YOUR TASK :: Transcribe only the lines of the listing below from the one holding "pub fn paged(mut" through the one holding "fn compare(&self, a: &Item, b: &Item)", inclusive, without any change.
━━━━━━━━━━━━━━━━
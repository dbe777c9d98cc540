//! Item queries: a request descriptor is planned against the visibility
//! policy, then run against the store.

use std::cmp::Ordering;

use serde::{Deserialize, Serialize};
use tracing::debug;

use crate::context::ViewerContext;
use crate::db::read;
use crate::error::{err, DriveError, Result};
use crate::item::{Item, ItemId, ItemType, Privacy, UserId};
use crate::policy::{resolve, Scope, Visibility};
use crate::read::{hydrate, load_item, owned_ids, slug_lookup};

#[derive(Debug, Clone, Copy, PartialEq, Eq, Default, Serialize, Deserialize)]
#[serde(rename_all = "snake_case")]
pub enum OrderBy {
    #[default]
    Date,
    Title,
    Id,
}

#[derive(Debug, Clone, Copy, PartialEq, Eq, Default, Serialize, Deserialize)]
#[serde(rename_all = "snake_case")]
pub enum Order {
    Asc,
    #[default]
    Desc,
}

fn first_page() -> usize {
    1
}

/// Request descriptor. Every filter given applies; none given lists the
/// whole item type.
#[derive(Debug, Clone, PartialEq, Eq, Serialize, Deserialize)]
pub struct ItemQuery {
    #[serde(default)]
    pub id: Option<ItemId>,
    /// Exact slug
    #[serde(default)]
    pub name: Option<String>,
    /// Exact owner
    #[serde(default)]
    pub user_id: Option<UserId>,
    #[serde(default)]
    pub scope: Scope,
    #[serde(default, rename = "type")]
    pub item_type: ItemType,
    #[serde(default)]
    pub order_by: OrderBy,
    #[serde(default)]
    pub order: Order,
    /// 1-based
    #[serde(default = "first_page")]
    pub page: usize,
    /// `None` returns every match
    #[serde(default)]
    pub per_page: Option<usize>,
}

impl Default for ItemQuery {
    fn default() -> Self {
        ItemQuery {
            id: None,
            name: None,
            user_id: None,
            scope: Scope::None,
            item_type: ItemType::File,
            order_by: OrderBy::Date,
            order: Order::Desc,
            page: 1,
            per_page: None,
        }
    }
}

impl ItemQuery {
    pub fn new(item_type: ItemType) -> Self {
        ItemQuery { item_type, ..Default::default() }
    }

    pub fn by_id(id: ItemId) -> Self {
        ItemQuery { id: Some(id), ..Default::default() }
    }

    pub fn by_name(name: impl Into<String>) -> Self {
        ItemQuery { name: Some(name.into()), ..Default::default() }
    }

    pub fn by_user(user: UserId) -> Self {
        ItemQuery { user_id: Some(user), ..Default::default() }
    }

    pub fn in_scope(scope: Scope) -> Self {
        ItemQuery { scope, ..Default::default() }
    }

    pub fn id(mut self, id: ItemId) -> Self {
        self.id = Some(id);
        self
    }

    pub fn name(mut self, name: impl Into<String>) -> Self {
        self.name = Some(name.into());
        self
    }

    pub fn user(mut self, user: UserId) -> Self {
        self.user_id = Some(user);
        self
    }

    pub fn scope(mut self, scope: Scope) -> Self {
        self.scope = scope;
        self
    }

    pub fn item_type(mut self, item_type: ItemType) -> Self {
        self.item_type = item_type;
        self
    }

    pub fn order_by(mut self, order_by: OrderBy, order: Order) -> Self {
        self.order_by = order_by;
        self.order = order;
        self
    }

    pub fn paged(mut self, page: usize, per_page: usize) -> Self {
        self.page = page;
        self.per_page = Some(per_page);
        self
    }

    /// Translate the descriptor into store filters for this viewer
    pub fn plan(&self, ctx: &ViewerContext) -> QueryPlan {
        let visibility = resolve(self.scope, ctx);
        let (author, conflict) = match (self.user_id, visibility.author()) {
            (Some(a), Some(b)) if a != b => (None, true),
            (a, b) => (a.or(b), false),
        };
        QueryPlan {
            item_type: self.item_type,
            id: self.id,
            slug: self.name.clone().filter(|n| !n.is_empty()),
            author,
            privacy: visibility.privacy(),
            matches_nothing: conflict || visibility == Visibility::Nothing,
            order_by: self.order_by,
            order: self.order,
            page: self.page.max(1),
            per_page: self.per_page,
        }
    }
}

/// Filter parameters handed to the store
#[derive(Debug, Clone, PartialEq, Eq, Serialize)]
pub struct QueryPlan {
    pub item_type: ItemType,
    pub id: Option<ItemId>,
    pub slug: Option<String>,
    pub author: Option<UserId>,
    pub privacy: Option<Privacy>,
    /// The filters contradict each other; the store is not consulted
    pub matches_nothing: bool,
    pub order_by: OrderBy,
    pub order: Order,
    pub page: usize,
    pub per_page: Option<usize>,
}

impl QueryPlan {
    pub fn matches(&self, item: &Item) -> bool {
        !self.matches_nothing
            && item.item_type == self.item_type
            && self.id.map_or(true, |id| item.id == id)
            && self.slug.as_deref().map_or(true, |s| item.slug == s)
            && self.author.map_or(true, |a| item.owner == a)
            && self.privacy.map_or(true, |p| item.privacy == p)
    }

    fn compare(&self, a: &Item, b: &Item) -> Ordering {
        let by_key = match self.order_by {
            OrderBy::Date => a.created_at.cmp(&b.created_at),
            OrderBy::Title => a.title.to_lowercase().cmp(&b.title.to_lowercase()),
            OrderBy::Id => Ordering::Equal,
        };
        let ord = by_key.then(a.id.cmp(&b.id));
        match self.order {
            Order::Asc => ord,
            Order::Desc => ord.reverse(),
        }
    }

    /// Run the plan against the store
    pub fn execute(&self) -> Result<ResultSet> {
        if self.matches_nothing {
            return Ok(ResultSet::default());
        }
        let mut items = read(|d, tx| {
            let candidates: Vec<Item> = if let Some(id) = self.id {
                load_item(d, tx, id)?.into_iter().collect()
            } else if let Some(slug) = &self.slug {
                match slug_lookup(d, tx, self.item_type, slug)? {
                    Some(id) => load_item(d, tx, id)?.into_iter().collect(),
                    None => Vec::new(),
                }
            } else if let Some(author) = self.author {
                let mut r = Vec::new();
                for id in owned_ids(d, tx, author)? {
                    r.extend(load_item(d, tx, id)?);
                }
                r
            } else {
                let mut r = Vec::new();
                for entry in d.items.iter(tx).map_err(err)? {
                    let (id, record) = entry.map_err(err)?;
                    if record.item_type == self.item_type {
                        r.push(hydrate(d, tx, id, record)?);
                    }
                }
                r
            };
            Ok(candidates.into_iter().filter(|i| self.matches(i)).collect::<Vec<_>>())
        })?;

        items.sort_by(|a, b| self.compare(a, b));
        let found = items.len();
        if let Some(per_page) = self.per_page {
            let start = self.page.saturating_sub(1).saturating_mul(per_page);
            items = items.into_iter().skip(start).take(per_page).collect();
        }
        Ok(ResultSet { found, items })
    }
}

/// Matches of one query: total count and the requested page
#[derive(Debug, Clone, Default, PartialEq, Eq, Serialize, Deserialize)]
pub struct ResultSet {
    /// Matches before paging
    pub found: usize,
    pub items: Vec<Item>,
}

impl ResultSet {
    pub fn ids(&self) -> Vec<ItemId> {
        self.items.iter().map(|i| i.id).collect()
    }

    pub fn is_empty(&self) -> bool {
        self.found == 0
    }

    pub fn first(&self) -> Option<&Item> {
        self.items.first()
    }
}

/// Check that `ctx` may run `query` at all. The `admin` scope and unscoped
/// queries see every private item, so only admin viewers may use them.
pub fn authorize(query: &ItemQuery, ctx: &ViewerContext) -> Result<()> {
    if ctx.is_admin {
        return Ok(());
    }
    match query.scope {
        Scope::Admin => Err(DriveError::Forbidden("admin scope requires moderate")),
        Scope::None => Err(DriveError::Forbidden("a scope is required")),
        Scope::Files | Scope::Public => Ok(()),
    }
}

/// Retrieve the items matching `query` that `ctx` may see
pub fn get(query: &ItemQuery, ctx: &ViewerContext) -> Result<ResultSet> {
    let plan = query.plan(ctx);
    let result = plan.execute()?;
    debug!(
        scope = %query.scope,
        viewer = ?ctx.viewer,
        author = ?plan.author,
        privacy = ?plan.privacy,
        found = result.found,
        "item query"
    );
    Ok(result)
}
━━━━━━━━━━━━━━━━
RESPONSE TO THIS TASK ::
    pub fn paged(mut self, page: usize, per_page: usize) -> Self {
        self.page = page;
        self.per_page = Some(per_page);
        self
    }

    /// Translate the descriptor into store filters for this viewer
    pub fn plan(&self, ctx: &ViewerContext) -> QueryPlan {
        let visibility = resolve(self.scope, ctx);
        let (author, conflict) = match (self.user_id, visibility.author()) {
            (Some(a), Some(b)) if a != b => (None, true),
            (a, b) => (a.or(b), false),
        };
        QueryPlan {
            item_type: self.item_type,
            id: self.id,
            slug: self.name.clone().filter(|n| !n.is_empty()),
            author,
            privacy: visibility.privacy(),
            matches_nothing: conflict || visibility == Visibility::Nothing,
            order_by: self.order_by,
            order: self.order,
            page: self.page.max(1),
            per_page: self.per_page,
        }
    }
}

/// Filter parameters handed to the store
#[derive(Debug, Clone, PartialEq, Eq, Serialize)]
pub struct QueryPlan {
    pub item_type: ItemType,
    pub id: Option<ItemId>,
    pub slug: Option<String>,
    pub author: Option<UserId>,
    pub privacy: Option<Privacy>,
    /// The filters contradict each other; the store is not consulted
    pub matches_nothing: bool,
    pub order_by: OrderBy,
    pub order: Order,
    pub page: usize,
    pub per_page: Option<usize>,
}

impl QueryPlan {
    pub fn matches(&self, item: &Item) -> bool {
        !self.matches_nothing
            && item.item_type == self.item_type
            && self.id.map_or(true, |id| item.id == id)
            && self.slug.as_deref().map_or(true, |s| item.slug == s)
            && self.author.map_or(true, |a| item.owner == a)
            && self.privacy.map_or(true, |p| item.privacy == p)
    }

    fn compare(&self, a: &Item, b: &Item) -> Ordering {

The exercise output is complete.